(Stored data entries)
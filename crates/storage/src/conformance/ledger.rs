use std::future::Future;

use time::macros::datetime;

use super::{make_case, make_event, make_serial_upsert, TestResult};
use crate::record::{CommunicationChannel, CommunicationRecord, EventFilter, ServiceEventType};
use crate::{ReturnStore, StorageError};

pub(super) async fn run_ledger_tests<S, F, Fut>(factory: &F) -> Vec<TestResult>
where
    S: ReturnStore,
    F: Fn() -> Fut,
    Fut: Future<Output = S>,
{
    vec![
        TestResult::from_result(
            "ledger",
            "events_listed_oldest_first",
            events_listed_oldest_first(factory).await,
        ),
        TestResult::from_result(
            "ledger",
            "events_filtered_by_case_and_serial",
            events_filtered_by_case_and_serial(factory).await,
        ),
        TestResult::from_result(
            "ledger",
            "event_for_unknown_serial_rejected",
            event_for_unknown_serial_rejected(factory).await,
        ),
        TestResult::from_result(
            "ledger",
            "communications_append_and_list",
            communications_append_and_list(factory).await,
        ),
    ]
}

async fn events_listed_oldest_first<S, F, Fut>(factory: &F) -> Result<(), String>
where
    S: ReturnStore,
    F: Fn() -> Fut,
    Fut: Future<Output = S>,
{
    let store = factory().await;
    let serial = store
        .upsert_serial(make_serial_upsert("serial-1", "ABC123"))
        .await
        .map_err(|e| format!("upsert: {e}"))?;
    // Appended out of timestamp order on purpose.
    let later = make_event(
        "e2",
        &serial.id,
        Some("case-1"),
        ServiceEventType::Testing,
        datetime!(2025-01-03 00:00 UTC),
    );
    let earlier = make_event(
        "e1",
        &serial.id,
        Some("case-1"),
        ServiceEventType::Received,
        datetime!(2025-01-02 00:00 UTC),
    );
    for event in [later, earlier] {
        store
            .append_service_event(event)
            .await
            .map_err(|e| format!("append: {e}"))?;
    }
    let events = store
        .list_service_events(&EventFilter::for_serial(&serial.id))
        .await
        .map_err(|e| format!("list: {e}"))?;
    let ids: Vec<&str> = events.iter().map(|e| e.id.as_str()).collect();
    if ids != ["e1", "e2"] {
        return Err(format!("expected [e1, e2], got {ids:?}"));
    }
    Ok(())
}

async fn events_filtered_by_case_and_serial<S, F, Fut>(factory: &F) -> Result<(), String>
where
    S: ReturnStore,
    F: Fn() -> Fut,
    Fut: Future<Output = S>,
{
    let store = factory().await;
    let a = store
        .upsert_serial(make_serial_upsert("serial-a", "AAA"))
        .await
        .map_err(|e| format!("upsert a: {e}"))?;
    let b = store
        .upsert_serial(make_serial_upsert("serial-b", "BBB"))
        .await
        .map_err(|e| format!("upsert b: {e}"))?;
    let at = datetime!(2025-01-02 00:00 UTC);
    let events = [
        make_event("e1", &a.id, Some("case-1"), ServiceEventType::Received, at),
        make_event("e2", &a.id, None, ServiceEventType::ServiceNote, at),
        make_event("e3", &b.id, Some("case-2"), ServiceEventType::Received, at),
    ];
    for event in events {
        store
            .append_service_event(event)
            .await
            .map_err(|e| format!("append: {e}"))?;
    }

    let for_case = store
        .list_service_events(&EventFilter::for_case("case-1"))
        .await
        .map_err(|e| format!("list case: {e}"))?;
    if for_case.len() != 1 || for_case[0].id != "e1" {
        return Err(format!("case filter returned {for_case:?}"));
    }
    let for_serial = store
        .list_service_events(&EventFilter::for_serial(&a.id))
        .await
        .map_err(|e| format!("list serial: {e}"))?;
    if for_serial.len() != 2 {
        return Err(format!("serial filter returned {} events", for_serial.len()));
    }
    Ok(())
}

async fn event_for_unknown_serial_rejected<S, F, Fut>(factory: &F) -> Result<(), String>
where
    S: ReturnStore,
    F: Fn() -> Fut,
    Fut: Future<Output = S>,
{
    let store = factory().await;
    let event = make_event(
        "e1",
        "ghost",
        None,
        ServiceEventType::ServiceNote,
        datetime!(2025-01-02 00:00 UTC),
    );
    match store.append_service_event(event).await {
        Err(StorageError::SerialNotFound { .. }) => Ok(()),
        other => Err(format!("expected SerialNotFound, got {other:?}")),
    }
}

async fn communications_append_and_list<S, F, Fut>(factory: &F) -> Result<(), String>
where
    S: ReturnStore,
    F: Fn() -> Fut,
    Fut: Future<Output = S>,
{
    let store = factory().await;
    store
        .insert_case(make_case("case-1", "ref-1"))
        .await
        .map_err(|e| format!("insert: {e}"))?;
    let record = CommunicationRecord {
        id: "comm-1".to_string(),
        case_id: "case-1".to_string(),
        channel: CommunicationChannel::Email,
        template: Some("rma_received".to_string()),
        recipient: "customer@example.com".to_string(),
        body: "We received your unit.".to_string(),
        created_at: datetime!(2025-01-02 00:00 UTC),
    };
    store
        .append_communication(record.clone())
        .await
        .map_err(|e| format!("append: {e}"))?;
    let listed = store
        .list_communications("case-1")
        .await
        .map_err(|e| format!("list: {e}"))?;
    if listed != vec![record] {
        return Err(format!("unexpected communications: {listed:?}"));
    }

    let orphan = CommunicationRecord {
        id: "comm-2".to_string(),
        case_id: "ghost".to_string(),
        channel: CommunicationChannel::Sms,
        template: None,
        recipient: "+100000".to_string(),
        body: "hi".to_string(),
        created_at: datetime!(2025-01-02 00:00 UTC),
    };
    match store.append_communication(orphan).await {
        Err(StorageError::CaseNotFound { .. }) => Ok(()),
        other => Err(format!("expected CaseNotFound, got {other:?}")),
    }
}
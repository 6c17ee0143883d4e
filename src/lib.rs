//! Account verification and password recovery service.
//!
//! Email-confirmed sign-up, single-use password reset links and
//! verification resends, served over HTTP with axum.

pub mod app;
pub mod auth;
pub mod clock;
pub mod config;
pub mod db;
pub mod error;
pub mod mailer;
pub mod pages;
pub mod state;
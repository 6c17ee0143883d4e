use serde::{Deserialize, Serialize};
use sqlx::FromRow;
use time::OffsetDateTime;
use uuid::Uuid;

/// User record in the database.
#[derive(Debug, Clone, Serialize, Deserialize, FromRow)]
pub struct User {
    pub id: Uuid,
    pub email: String,
    #[serde(skip_serializing)]
    pub password_hash: String,
    pub verified: bool,
    #[serde(skip_serializing)]
    pub verification_token: Option<String>,
    pub verification_expiry: Option<OffsetDateTime>,
    #[serde(skip_serializing)]
    pub password_reset_token: Option<String>,
    pub password_reset_expiry: Option<OffsetDateTime>,
    pub created_at: OffsetDateTime,
}

impl User {
    /// The outstanding token and expiry of the given kind, if both are set.
    pub fn issued(&self, kind: TokenKind) -> Option<IssuedToken> {
        let (token, expires_at) = match kind {
            TokenKind::Verification => (&self.verification_token, self.verification_expiry),
            TokenKind::PasswordReset => (&self.password_reset_token, self.password_reset_expiry),
        };
        match (token, expires_at) {
            (Some(token), Some(expires_at)) if !token.is_empty() => Some(IssuedToken {
                token: token.clone(),
                expires_at,
            }),
            _ => None,
        }
    }
}

/// Which token column a lookup goes through.
#[derive(Debug, Clone, Copy, PartialEq, Eq)]
pub enum TokenKind {
    Verification,
    PasswordReset,
}

impl TokenKind {
    pub(crate) fn column(self) -> &'static str {
        match self {
            TokenKind::Verification => "verification_token",
            TokenKind::PasswordReset => "password_reset_token",
        }
    }
}

/// A token together with the instant it stops being accepted.
#[derive(Debug, Clone, PartialEq, Eq)]
pub struct IssuedToken {
    pub token: String,
    pub expires_at: OffsetDateTime,
}

impl IssuedToken {
    /// Valid only while `now < expires_at`.
    pub fn is_expired(&self, now: OffsetDateTime) -> bool {
        now >= self.expires_at
    }
}

/// Fields for a freshly registered, unverified user.
#[derive(Debug, Clone)]
pub struct NewUser {
    pub email: String,
    pub password_hash: String,
    pub verification: IssuedToken,
}

/// A partial update applied atomically by the store.
///
/// `None` leaves a field untouched. For the token pairs, `Some(None)` unsets
/// both token and expiry, `Some(Some(_))` replaces both.
#[derive(Debug, Clone, Default)]
pub struct UserUpdate {
    pub password_hash: Option<String>,
    pub verified: Option<bool>,
    pub verification: Option<Option<IssuedToken>>,
    pub password_reset: Option<Option<IssuedToken>>,
}

impl UserUpdate {
    pub fn is_empty(&self) -> bool {
        self.password_hash.is_none()
            && self.verified.is_none()
            && self.verification.is_none()
            && self.password_reset.is_none()
    }

    /// Apply the update to an in-memory record.
    pub fn apply(self, user: &mut User) {
        if let Some(hash) = self.password_hash {
            user.password_hash = hash;
        }
        if let Some(verified) = self.verified {
            user.verified = verified;
        }
        if let Some(verification) = self.verification {
            let (token, expiry) = split(verification);
            user.verification_token = token;
            user.verification_expiry = expiry;
        }
        if let Some(reset) = self.password_reset {
            let (token, expiry) = split(reset);
            user.password_reset_token = token;
            user.password_reset_expiry = expiry;
        }
    }
}

pub(crate) fn split(issued: Option<IssuedToken>) -> (Option<String>, Option<OffsetDateTime>) {
    match issued {
        Some(IssuedToken { token, expires_at }) => (Some(token), Some(expires_at)),
        None => (None, None),
    }
}
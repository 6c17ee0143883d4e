use crate::{auth::store::StoreError, auth::token::TokenError, mailer::NotifyError};

/// Why a verification or reset operation did not succeed.
#[derive(Debug, thiserror::Error)]
pub enum AuthError {
    #[error("{0}")]
    Validation(String),

    #[error("incorrect password")]
    IncorrectCredential,

    #[error("invalid or expired link")]
    InvalidOrExpiredLink,

    #[error("link expired")]
    LinkExpired,

    #[error("email does not match reset request")]
    EmailMismatch,

    #[error("token generation failed: {0}")]
    TokenGeneration(#[from] TokenError),

    #[error("persistence failure: {0}")]
    Persistence(#[from] StoreError),

    #[error("delivery failure: {0}")]
    Delivery(#[from] NotifyError),

    #[error("credential hashing failed: {0}")]
    Hashing(anyhow::Error),
}

impl AuthError {
    /// Failures of the service itself rather than of the caller's input.
    pub fn is_internal(&self) -> bool {
        matches!(
            self,
            AuthError::TokenGeneration(_)
                | AuthError::Persistence(_)
                | AuthError::Delivery(_)
                | AuthError::Hashing(_)
        )
    }
}
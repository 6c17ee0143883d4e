use crate::state::AppState;
use axum::Router;

pub mod dto;
pub mod error;
pub mod handlers;
pub mod memory;
pub mod password;
pub mod repo;
pub mod repo_types;
pub mod reset;
pub mod store;
pub mod token;
pub mod verification;

pub fn router() -> Router<AppState> {
    Router::new()
        .merge(handlers::verification_routes())
        .merge(handlers::reset_routes())
}
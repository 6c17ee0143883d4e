//! Email verification: unregistered → pending → verified.

use std::sync::Arc;

use serde::Serialize;
use time::Duration;
use tracing::{info, instrument, warn};

use crate::{
    auth::{
        error::AuthError,
        password::{hash_password_blocking, verify_password_blocking},
        repo_types::{IssuedToken, NewUser, TokenKind, User, UserUpdate},
        store::{StoreError, UserStore},
        token::generate_token,
    },
    clock::Clock,
    mailer::{self, Notifier},
};

/// Result of a verification request that did not fail.
#[derive(Debug, Clone, Copy, PartialEq, Eq)]
pub enum RequestOutcome {
    VerificationSent,
    AlreadyVerified,
}

/// Result of following a verification link that did not fail.
#[derive(Debug, Clone, Copy, PartialEq, Eq)]
pub enum ConfirmOutcome {
    VerifiedSuccessfully,
    AlreadyVerified,
}

/// Read-only projection for `/check-verified`.
#[derive(Debug, Clone, Copy, PartialEq, Eq, Serialize)]
pub struct VerificationStatus {
    pub verified: bool,
    pub expired: bool,
}

pub struct VerificationService {
    store: Arc<dyn UserStore>,
    notifier: Arc<dyn Notifier>,
    clock: Arc<dyn Clock>,
    base_url: String,
    ttl: Duration,
}

impl VerificationService {
    pub fn new(
        store: Arc<dyn UserStore>,
        notifier: Arc<dyn Notifier>,
        clock: Arc<dyn Clock>,
        base_url: impl Into<String>,
        ttl: Duration,
    ) -> Self {
        Self {
            store,
            notifier,
            clock,
            base_url: base_url.into(),
            ttl,
        }
    }

    fn issue(&self) -> Result<IssuedToken, AuthError> {
        Ok(IssuedToken {
            token: generate_token()?,
            expires_at: self.clock.now() + self.ttl,
        })
    }

    async fn send_link(&self, email: &str, token: &str) -> Result<(), AuthError> {
        let mail = mailer::verification_mail(&self.base_url, token);
        self.notifier
            .send(email, &mail.subject, &mail.body)
            .await
            .map_err(|e| {
                warn!(error = %e, %email, "verification mail not delivered");
                AuthError::Delivery(e)
            })
    }

    /// Overwrite any outstanding token with a fresh one. Does not touch
    /// `verified`, so a confirmation racing with this write is never undone.
    async fn reissue(&self, user: &User) -> Result<IssuedToken, AuthError> {
        let issued = self.issue()?;
        self.store
            .update_fields(
                user.id,
                UserUpdate {
                    verification: Some(Some(issued.clone())),
                    ..Default::default()
                },
            )
            .await?;
        info!(user_id = %user.id, expires_at = %issued.expires_at, "verification token reissued");
        Ok(issued)
    }

    #[instrument(skip(self, password))]
    pub async fn request_verification(
        &self,
        email: &str,
        password: &str,
    ) -> Result<RequestOutcome, AuthError> {
        match self.store.find_by_email(email).await? {
            Some(user) => self.request_for_existing(user, password).await,
            None => self.register(email, password).await,
        }
    }

    async fn register(&self, email: &str, password: &str) -> Result<RequestOutcome, AuthError> {
        let password_hash = hash_password_blocking(password)
            .await
            .map_err(AuthError::Hashing)?;
        let issued = self.issue()?;
        let inserted = self
            .store
            .insert(NewUser {
                email: email.to_string(),
                password_hash,
                verification: issued.clone(),
            })
            .await;

        let user = match inserted {
            Ok(user) => user,
            // A concurrent request registered the same email first.
            Err(StoreError::Duplicate(_)) => {
                let Some(user) = self.store.find_by_email(email).await? else {
                    return Err(StoreError::Duplicate(email.to_string()).into());
                };
                info!(user_id = %user.id, "registration lost insert race, continuing as existing user");
                return self.request_for_existing(user, password).await;
            }
            Err(e) => return Err(e.into()),
        };

        info!(user_id = %user.id, expires_at = %issued.expires_at, "user registered, pending verification");
        self.send_link(&user.email, &issued.token).await?;
        Ok(RequestOutcome::VerificationSent)
    }

    async fn request_for_existing(
        &self,
        user: User,
        password: &str,
    ) -> Result<RequestOutcome, AuthError> {
        let matches = verify_password_blocking(password, &user.password_hash)
            .await
            .map_err(AuthError::Hashing)?;
        if !matches {
            warn!(user_id = %user.id, "verification request with incorrect password");
            return Err(AuthError::IncorrectCredential);
        }

        if user.verified {
            let mail = mailer::already_verified_mail();
            mailer::send_best_effort(self.notifier.as_ref(), &user.email, &mail).await;
            return Ok(RequestOutcome::AlreadyVerified);
        }

        let issued = self.reissue(&user).await?;
        self.send_link(&user.email, &issued.token).await?;
        Ok(RequestOutcome::VerificationSent)
    }

    #[instrument(skip_all)]
    pub async fn confirm_verification(&self, token: &str) -> Result<ConfirmOutcome, AuthError> {
        let Some(user) = self
            .store
            .find_by_token(TokenKind::Verification, token)
            .await?
        else {
            warn!("verification link matches no user");
            return Err(AuthError::InvalidOrExpiredLink);
        };

        if user.verified {
            return Ok(ConfirmOutcome::AlreadyVerified);
        }

        let now = self.clock.now();
        let live = user
            .issued(TokenKind::Verification)
            .is_some_and(|t| !t.is_expired(now));
        if !live {
            warn!(user_id = %user.id, "verification link expired");
            return Err(AuthError::LinkExpired);
        }

        // The token is kept after success so a repeated click reports
        // AlreadyVerified instead of an invalid link.
        self.store
            .update_fields(
                user.id,
                UserUpdate {
                    verified: Some(true),
                    ..Default::default()
                },
            )
            .await?;
        info!(user_id = %user.id, "email verified");
        Ok(ConfirmOutcome::VerifiedSuccessfully)
    }

    /// `None` when no user has this email.
    #[instrument(skip(self))]
    pub async fn check_verified(
        &self,
        email: &str,
    ) -> Result<Option<VerificationStatus>, AuthError> {
        let Some(user) = self.store.find_by_email(email).await? else {
            return Ok(None);
        };
        let expired = !user.verified
            && user
                .verification_expiry
                .is_some_and(|expiry| self.clock.now() >= expiry);
        Ok(Some(VerificationStatus {
            verified: user.verified,
            expired,
        }))
    }

    /// Re-arm verification without a password. Unknown and already verified
    /// addresses succeed silently so the response reveals nothing.
    #[instrument(skip(self))]
    pub async fn resend_verification(&self, email: &str) -> Result<(), AuthError> {
        let Some(user) = self.store.find_by_email(email).await? else {
            info!("resend requested for unknown email");
            return Ok(());
        };
        if user.verified {
            info!(user_id = %user.id, "resend requested for verified user");
            return Ok(());
        }

        let issued = self.reissue(&user).await?;
        let mail = mailer::verification_mail(&self.base_url, &issued.token);
        mailer::send_best_effort(self.notifier.as_ref(), &user.email, &mail).await;
        Ok(())
    }
}
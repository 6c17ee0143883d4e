use anyhow::Context;
use sqlx::{postgres::PgPoolOptions, PgPool};

use crate::config::AppConfig;

/// Connect and ping; an unreachable database is a startup error.
pub async fn connect(config: &AppConfig) -> anyhow::Result<PgPool> {
    let db = PgPoolOptions::new()
        .max_connections(10)
        .acquire_timeout(config.store_timeout())
        .connect(&config.database_url)
        .await
        .context("connect to database")?;
    Ok(db)
}

pub async fn migrate(db: &PgPool) -> anyhow::Result<()> {
    sqlx::migrate!("./migrations")
        .run(db)
        .await
        .context("run migrations")?;
    Ok(())
}
//! Server-rendered HTML pages.

const VERIFY_REQUEST: &str = include_str!("../templates/verify_request.html");
const FORGOT_PASSWORD: &str = include_str!("../templates/forgot_password.html");
const RESET_PASSWORD: &str = include_str!("../templates/reset_password.html");
const MESSAGE: &str = include_str!("../templates/message.html");

/// Page templates, built once at startup and shared through `AppState`.
#[derive(Debug, Clone)]
pub struct Pages {
    verify_request: &'static str,
    forgot_password: &'static str,
    reset_password: &'static str,
    message: &'static str,
}

impl Default for Pages {
    fn default() -> Self {
        Self {
            verify_request: VERIFY_REQUEST,
            forgot_password: FORGOT_PASSWORD,
            reset_password: RESET_PASSWORD,
            message: MESSAGE,
        }
    }
}

impl Pages {
    pub fn new() -> Self {
        Self::default()
    }

    pub fn verify_request(&self) -> String {
        self.verify_request.to_string()
    }

    pub fn forgot_password(&self) -> String {
        self.forgot_password.to_string()
    }

    /// Reset form with the token prefilled in a hidden field.
    pub fn reset_password(&self, token: &str) -> String {
        render(self.reset_password, &[("token", token)])
    }

    pub fn message(&self, title: &str, message: &str) -> String {
        render(self.message, &[("title", title), ("message", message)])
    }
}

/// Substitute `{{name}}` placeholders with HTML-escaped values.
fn render(template: &str, vars: &[(&str, &str)]) -> String {
    let mut out = template.to_string();
    for (name, value) in vars {
        out = out.replace(&format!("{{{{{name}}}}}"), &escape(value));
    }
    out
}

fn escape(raw: &str) -> String {
    let mut out = String::with_capacity(raw.len());
    for c in raw.chars() {
        match c {
            '&' => out.push_str("&amp;"),
            '<' => out.push_str("&lt;"),
            '>' => out.push_str("&gt;"),
            '"' => out.push_str("&quot;"),
            '\'' => out.push_str("&#39;"),
            _ => out.push(c),
        }
    }
    out
}
use argon2::{
    password_hash::{PasswordHash, PasswordHasher, PasswordVerifier, SaltString},
    Argon2,
};
use anyhow::Context;
use rand::rngs::OsRng;
use tracing::error;

/// Hash a plaintext password into a PHC string (argon2id, random salt).
pub fn hash_password(plain: &str) -> anyhow::Result<String> {
    let salt = SaltString::generate(&mut OsRng);
    let hash = Argon2::default()
        .hash_password(plain.as_bytes(), &salt)
        .map_err(|e| {
            error!(error = %e, "argon2 hash_password error");
            anyhow::anyhow!(e.to_string())
        })?
        .to_string();
    Ok(hash)
}

/// Check `plain` against a stored PHC string.
///
/// A mismatch is `Ok(false)`; only an unparseable stored hash is an error.
pub fn verify_password(plain: &str, hash: &str) -> anyhow::Result<bool> {
    let parsed = PasswordHash::new(hash).map_err(|e| {
        error!(error = %e, "argon2 parse hash error");
        anyhow::anyhow!(e.to_string())
    })?;
    Ok(Argon2::default()
        .verify_password(plain.as_bytes(), &parsed)
        .is_ok())
}

/// `hash_password` on tokio's blocking pool.
pub async fn hash_password_blocking(plain: &str) -> anyhow::Result<String> {
    let plain = plain.to_owned();
    tokio::task::spawn_blocking(move || hash_password(&plain))
        .await
        .context("password hashing task failed")?
}

/// `verify_password` on tokio's blocking pool.
pub async fn verify_password_blocking(plain: &str, hash: &str) -> anyhow::Result<bool> {
    let (plain, hash) = (plain.to_owned(), hash.to_owned());
    tokio::task::spawn_blocking(move || verify_password(&plain, &hash))
        .await
        .context("password verification task failed")?
}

WHAT IS EXPECTED:
Using the records above, copy each line that contains "column".

SOLUTION FOR THIS EXERCISE:
/// Which token column a lookup goes through.
    pub(crate) fn column(self) -> &'static str {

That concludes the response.